### Required work
Your task is to output all the records below, word for word.

### Listed records
____________________
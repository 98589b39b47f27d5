//! Bearer-token verification against the issuer's key set.
//!
//! Contract: given the raw `Authorization` header value, produce either a
//! verified claim set or a typed `AuthError`. Each variant carries its own
//! HTTP status so the error layer never has to guess.

use axum::http::StatusCode;
use jsonwebtoken::{Algorithm, DecodingKey, Validation, decode, decode_header};
use serde::Deserialize;
use thiserror::Error;

use super::jwks::{JwksClient, JwksError};

#[derive(Debug, Error)]
pub enum AuthError {
    #[error("authorization header is expected")]
    MissingAuthorization,
    #[error("authorization header must be a bearer token")]
    InvalidHeaderFormat,
    #[error("authorization token header is malformed")]
    MalformedKeyHeader,
    #[error("no signing key matches the token key id")]
    InvalidKeyId,
    #[error("token is expired")]
    TokenExpired,
    #[error("incorrect claims, check the audience and issuer")]
    InvalidClaims,
    #[error("unable to parse authentication token")]
    InvalidHeader,
    #[error("permissions are not included in the token")]
    PermissionsMissing,
    #[error("permission '{0}' not found in token")]
    InsufficientScope(&'static str),
    #[error("signing key set is unavailable")]
    KeySetUnavailable,
}

impl AuthError {
    pub fn status(&self) -> StatusCode {
        match self {
            // The issuer omitting RBAC entirely is a configuration defect,
            // not a credential defect. Kept distinct on purpose.
            Self::PermissionsMissing => StatusCode::BAD_REQUEST,
            Self::KeySetUnavailable => StatusCode::INTERNAL_SERVER_ERROR,
            _ => StatusCode::UNAUTHORIZED,
        }
    }
}

/// Verified access-token claims.
///
/// `aud` stays a Value because JWT allows both string and array; the
/// audience check itself happens in `Validation`. A token without a
/// `permissions` claim at all deserializes to `None`, which the guard
/// treats differently from an empty list.
#[derive(Debug, Clone, Deserialize)]
pub struct Claims {
    pub iss: String,
    #[serde(default)]
    pub aud: serde_json::Value,
    pub sub: String,
    pub exp: u64,

    #[serde(default)]
    pub permissions: Option<Vec<String>>,
}

/// Extract the token from an `Authorization` header value.
///
/// The header must be exactly two whitespace-separated parts and the
/// scheme must be `bearer` (case-insensitive).
pub fn bearer_token(header: Option<&str>) -> Result<&str, AuthError> {
    let header = header.ok_or(AuthError::MissingAuthorization)?;

    let mut parts = header.split_whitespace();
    let (scheme, token) = match (parts.next(), parts.next(), parts.next()) {
        (Some(scheme), Some(token), None) => (scheme, token),
        _ => return Err(AuthError::InvalidHeaderFormat),
    };

    if !scheme.eq_ignore_ascii_case("bearer") {
        return Err(AuthError::InvalidHeaderFormat);
    }

    Ok(token)
}

/// RS256 access-token verifier.
#[derive(Clone)]
pub struct AuthService {
    jwks: JwksClient,
    validation: Validation,
}

impl AuthService {
    pub fn new(jwks: JwksClient, issuer: &str, audience: &str, leeway_seconds: u64) -> Self {
        let mut validation = Validation::new(Algorithm::RS256);
        validation.set_issuer(&[issuer]);
        validation.set_audience(&[audience]);
        validation.leeway = leeway_seconds;

        Self { jwks, validation }
    }

    /// Verify signature + standard claims and return the decoded claim set.
    pub async fn verify(&self, token: &str) -> Result<Claims, AuthError> {
        let key = self.resolve_key(token).await?;

        let data = decode::<Claims>(token, &key, &self.validation).map_err(classify)?;

        Ok(data.claims)
    }

    // Match the token's `kid` against the issuer's key set.
    async fn resolve_key(&self, token: &str) -> Result<DecodingKey, AuthError> {
        let header = decode_header(token).map_err(|_| AuthError::MalformedKeyHeader)?;
        let kid = header.kid.ok_or(AuthError::MalformedKeyHeader)?;

        self.jwks.decoding_key(&kid).await.map_err(|err| match err {
            JwksError::UnknownKid | JwksError::UnsupportedKey => AuthError::InvalidKeyId,
            JwksError::Fetch(err) => {
                tracing::warn!(error = %err, "signing key set fetch failed");
                AuthError::KeySetUnavailable
            }
        })
    }
}

fn classify(err: jsonwebtoken::errors::Error) -> AuthError {
    use jsonwebtoken::errors::ErrorKind;

    match err.kind() {
        ErrorKind::ExpiredSignature => AuthError::TokenExpired,
        ErrorKind::InvalidAudience | ErrorKind::InvalidIssuer => AuthError::InvalidClaims,
        // Bad signature, truncated token, wrong algorithm: all read as an
        // unparseable/unverifiable token to the caller.
        _ => AuthError::InvalidHeader,
    }
}

#[cfg(test)]
mod tests {
    use super::*;
    use jsonwebtoken::errors::ErrorKind;

    #[test]
    fn bearer_token_requires_a_header() {
        assert!(matches!(
            bearer_token(None),
            Err(AuthError::MissingAuthorization)
        ));
    }

    #[test]
    fn bearer_token_requires_exactly_two_parts() {
        assert!(matches!(
            bearer_token(Some("Bearer")),
            Err(AuthError::InvalidHeaderFormat)
        ));
        assert!(matches!(
            bearer_token(Some("Bearer a b")),
            Err(AuthError::InvalidHeaderFormat)
        ));
        assert!(matches!(
            bearer_token(Some("")),
            Err(AuthError::InvalidHeaderFormat)
        ));
    }

    #[test]
    fn bearer_token_scheme_is_case_insensitive() {
        assert_eq!(bearer_token(Some("bearer abc")).unwrap(), "abc");
        assert_eq!(bearer_token(Some("BEARER abc")).unwrap(), "abc");
        assert_eq!(bearer_token(Some("Bearer abc")).unwrap(), "abc");
    }

    #[test]
    fn bearer_token_rejects_other_schemes() {
        assert!(matches!(
            bearer_token(Some("Basic abc")),
            Err(AuthError::InvalidHeaderFormat)
        ));
    }

    #[test]
    fn verification_failures_are_classified() {
        let expired: jsonwebtoken::errors::Error = ErrorKind::ExpiredSignature.into();
        assert!(matches!(classify(expired), AuthError::TokenExpired));

        let audience: jsonwebtoken::errors::Error = ErrorKind::InvalidAudience.into();
        assert!(matches!(classify(audience), AuthError::InvalidClaims));

        let issuer: jsonwebtoken::errors::Error = ErrorKind::InvalidIssuer.into();
        assert!(matches!(classify(issuer), AuthError::InvalidClaims));

        let signature: jsonwebtoken::errors::Error = ErrorKind::InvalidSignature.into();
        assert!(matches!(classify(signature), AuthError::InvalidHeader));
    }

    #[test]
    fn claims_without_permissions_deserialize_to_none() {
        let claims: Claims = serde_json::from_value(serde_json::json!({
            "iss": "https://issuer.test/",
            "aud": "drinks",
            "sub": "auth0|abc",
            "exp": 1_900_000_000u64
        }))
        .unwrap();
        assert!(claims.permissions.is_none());

        let claims: Claims = serde_json::from_value(serde_json::json!({
            "iss": "https://issuer.test/",
            "aud": "drinks",
            "sub": "auth0|abc",
            "exp": 1_900_000_000u64,
            "permissions": []
        }))
        .unwrap();
        assert_eq!(claims.permissions, Some(vec![]));
    }
}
____________________
### Your solution
repository 98589b39b47f27d5
//! Bearer-token verification against the issuer's key set.
//!
//! Contract: given the raw `Authorization` header value, produce either a
//! verified claim set or a typed `AuthError`. Each variant carries its own
//! HTTP status so the error layer never has to guess.

use axum::http::StatusCode;
use jsonwebtoken::{Algorithm, DecodingKey, Validation, decode, decode_header};
use serde::Deserialize;
use thiserror::Error;

use super::jwks::{JwksClient, JwksError};

#[derive(Debug, Error)]
pub enum AuthError {
    #[error("authorization header is expected")]
    MissingAuthorization,
    #[error("authorization header must be a bearer token")]
    InvalidHeaderFormat,
    #[error("authorization token header is malformed")]
    MalformedKeyHeader,
    #[error("no signing key matches the token key id")]
    InvalidKeyId,
    #[error("token is expired")]
    TokenExpired,
    #[error("incorrect claims, check the audience and issuer")]
    InvalidClaims,
    #[error("unable to parse authentication token")]
    InvalidHeader,
    #[error("permissions are not included in the token")]
    PermissionsMissing,
    #[error("permission '{0}' not found in token")]
    InsufficientScope(&'static str),
    #[error("signing key set is unavailable")]
    KeySetUnavailable,
}

impl AuthError {
    pub fn status(&self) -> StatusCode {
        match self {
            // The issuer omitting RBAC entirely is a configuration defect,
            // not a credential defect. Kept distinct on purpose.
            Self::PermissionsMissing => StatusCode::BAD_REQUEST,
            Self::KeySetUnavailable => StatusCode::INTERNAL_SERVER_ERROR,
            _ => StatusCode::UNAUTHORIZED,
        }
    }
}

/// Verified access-token claims.
///
/// `aud` stays a Value because JWT allows both string and array; the
/// audience check itself happens in `Validation`. A token without a
/// `permissions` claim at all deserializes to `None`, which the guard
/// treats differently from an empty list.
#[derive(Debug, Clone, Deserialize)]
pub struct Claims {
    pub iss: String,
    #[serde(default)]
    pub aud: serde_json::Value,
    pub sub: String,
    pub exp: u64,

    #[serde(default)]
    pub permissions: Option<Vec<String>>,
}

/// Extract the token from an `Authorization` header value.
///
/// The header must be exactly two whitespace-separated parts and the
/// scheme must be `bearer` (case-insensitive).
pub fn bearer_token(header: Option<&str>) -> Result<&str, AuthError> {
    let header = header.ok_or(AuthError::MissingAuthorization)?;

    let mut parts = header.split_whitespace();
    let (scheme, token) = match (parts.next(), parts.next(), parts.next()) {
        (Some(scheme), Some(token), None) => (scheme, token),
        _ => return Err(AuthError::InvalidHeaderFormat),
    };

    if !scheme.eq_ignore_ascii_case("bearer") {
        return Err(AuthError::InvalidHeaderFormat);
    }

    Ok(token)
}

/// RS256 access-token verifier.
#[derive(Clone)]
pub struct AuthService {
    jwks: JwksClient,
    validation: Validation,
}

impl AuthService {
    pub fn new(jwks: JwksClient, issuer: &str, audience: &str, leeway_seconds: u64) -> Self {
        let mut validation = Validation::new(Algorithm::RS256);
        validation.set_issuer(&[issuer]);
        validation.set_audience(&[audience]);
        validation.leeway = leeway_seconds;

        Self { jwks, validation }
    }

    /// Verify signature + standard claims and return the decoded claim set.
    pub async fn verify(&self, token: &str) -> Result<Claims, AuthError> {
        let key = self.resolve_key(token).await?;

        let data = decode::<Claims>(token, &key, &self.validation).map_err(classify)?;

        Ok(data.claims)
    }

    // Match the token's `kid` against the issuer's key set.
    async fn resolve_key(&self, token: &str) -> Result<DecodingKey, AuthError> {
        let header = decode_header(token).map_err(|_| AuthError::MalformedKeyHeader)?;
        let kid = header.kid.ok_or(AuthError::MalformedKeyHeader)?;

        self.jwks.decoding_key(&kid).await.map_err(|err| match err {
            JwksError::UnknownKid | JwksError::UnsupportedKey => AuthError::InvalidKeyId,
            JwksError::Fetch(err) => {
                tracing::warn!(error = %err, "signing key set fetch failed");
                AuthError::KeySetUnavailable
            }
        })
    }
}

fn classify(err: jsonwebtoken::errors::Error) -> AuthError {
    use jsonwebtoken::errors::ErrorKind;

    match err.kind() {
        ErrorKind::ExpiredSignature => AuthError::TokenExpired,
        ErrorKind::InvalidAudience | ErrorKind::InvalidIssuer => AuthError::InvalidClaims,
        // Bad signature, truncated token, wrong algorithm: all read as an
        // unparseable/unverifiable token to the caller.
        _ => AuthError::InvalidHeader,
    }
}

#[cfg(test)]
mod tests {
    use super::*;
    use jsonwebtoken::errors::ErrorKind;

    #[test]
    fn bearer_token_requires_a_header() {
        assert!(matches!(
            bearer_token(None),
            Err(AuthError::MissingAuthorization)
        ));
    }

    #[test]
    fn bearer_token_requires_exactly_two_parts() {
        assert!(matches!(
            bearer_token(Some("Bearer")),
            Err(AuthError::InvalidHeaderFormat)
        ));
        assert!(matches!(
            bearer_token(Some("Bearer a b")),
            Err(AuthError::InvalidHeaderFormat)
        ));
        assert!(matches!(
            bearer_token(Some("")),
            Err(AuthError::InvalidHeaderFormat)
        ));
    }

    #[test]
    fn bearer_token_scheme_is_case_insensitive() {
        assert_eq!(bearer_token(Some("bearer abc")).unwrap(), "abc");
        assert_eq!(bearer_token(Some("BEARER abc")).unwrap(), "abc");
        assert_eq!(bearer_token(Some("Bearer abc")).unwrap(), "abc");
    }

    #[test]
    fn bearer_token_rejects_other_schemes() {
        assert!(matches!(
            bearer_token(Some("Basic abc")),
            Err(AuthError::InvalidHeaderFormat)
        ));
    }

    #[test]
    fn verification_failures_are_classified() {
        let expired: jsonwebtoken::errors::Error = ErrorKind::ExpiredSignature.into();
        assert!(matches!(classify(expired), AuthError::TokenExpired));

        let audience: jsonwebtoken::errors::Error = ErrorKind::InvalidAudience.into();
        assert!(matches!(classify(audience), AuthError::InvalidClaims));

        let issuer: jsonwebtoken::errors::Error = ErrorKind::InvalidIssuer.into();
        assert!(matches!(classify(issuer), AuthError::InvalidClaims));

        let signature: jsonwebtoken::errors::Error = ErrorKind::InvalidSignature.into();
        assert!(matches!(classify(signature), AuthError::InvalidHeader));
    }

    #[test]
    fn claims_without_permissions_deserialize_to_none() {
        let claims: Claims = serde_json::from_value(serde_json::json!({
            "iss": "https://issuer.test/",
            "aud": "drinks",
            "sub": "auth0|abc",
            "exp": 1_900_000_000u64
        }))
        .unwrap();
        assert!(claims.permissions.is_none());

        let claims: Claims = serde_json::from_value(serde_json::json!({
            "iss": "https://issuer.test/",
            "aud": "drinks",
            "sub": "auth0|abc",
            "exp": 1_900_000_000u64,
            "permissions": []
        }))
        .unwrap();
        assert_eq!(claims.permissions, Some(vec![]));
    }
}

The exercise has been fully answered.